Segment Open
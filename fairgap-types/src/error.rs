use chrono::NaiveDate;
use serde::{Deserialize, Serialize};
use thiserror::Error;

/// Unified error type for the fairgap workspace.
///
/// Only conditions the caller must act on are errors. Malformed bars and
/// series that are too short are reported through warnings and report status
/// instead, so that a scan never aborts half-way over recoverable data issues.
#[derive(Debug, Error, Serialize, Deserialize, Clone, PartialEq, Eq)]
#[non_exhaustive]
pub enum FairGapError {
    /// The requested bar interval is not one of the known granularities.
    #[error("unsupported granularity: {minutes} minutes")]
    UnsupportedGranularity {
        /// Interval length in minutes as supplied by the caller.
        minutes: u32,
    },

    /// A date fell outside the years the trading calendar was built for.
    #[error("calendar range exceeded: {date} is outside {first_year}..={last_year}")]
    CalendarRangeExceeded {
        /// Offending exchange-local date.
        date: NaiveDate,
        /// First year covered by the calendar.
        first_year: i32,
        /// Last year covered by the calendar.
        last_year: i32,
    },

    /// Invalid input argument.
    #[error("invalid argument: {0}")]
    InvalidArg(String),

    /// Issues with the supplied data that cannot be recovered from.
    #[error("data issue: {0}")]
    Data(String),

    /// A parallel scan worker pool could not be built or a worker failed.
    #[error("worker failure: {0}")]
    Worker(String),
}

impl FairGapError {
    /// Helper: build an `UnsupportedGranularity` error.
    #[must_use]
    pub const fn unsupported_granularity(minutes: u32) -> Self {
        Self::UnsupportedGranularity { minutes }
    }

    /// Helper: build a `CalendarRangeExceeded` error.
    #[must_use]
    pub const fn calendar_range(date: NaiveDate, first_year: i32, last_year: i32) -> Self {
        Self::CalendarRangeExceeded {
            date,
            first_year,
            last_year,
        }
    }

    /// Helper: build an `InvalidArg` error from any message.
    pub fn invalid_arg(msg: impl Into<String>) -> Self {
        Self::InvalidArg(msg.into())
    }

    /// Returns true if retrying with different input (another granularity or
    /// a wider calendar) could succeed.
    #[must_use]
    pub const fn is_input_error(&self) -> bool {
        matches!(
            self,
            Self::UnsupportedGranularity { .. }
                | Self::CalendarRangeExceeded { .. }
                | Self::InvalidArg(_)
        )
    }
}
Segment Closed
(How to complete this task)
What you return must be the lines from the line holding "pub fn invalid_arg(msg: impl" through the final line of the material, word for word, and nothing more.

(Response below)
    pub fn invalid_arg(msg: impl Into<String>) -> Self {
        Self::InvalidArg(msg.into())
    }

    /// Returns true if retrying with different input (another granularity or
    /// a wider calendar) could succeed.
    #[must_use]
    pub const fn is_input_error(&self) -> bool {
        matches!(
            self,
            Self::UnsupportedGranularity { .. }
                | Self::CalendarRangeExceeded { .. }
                | Self::InvalidArg(_)
        )
    }
}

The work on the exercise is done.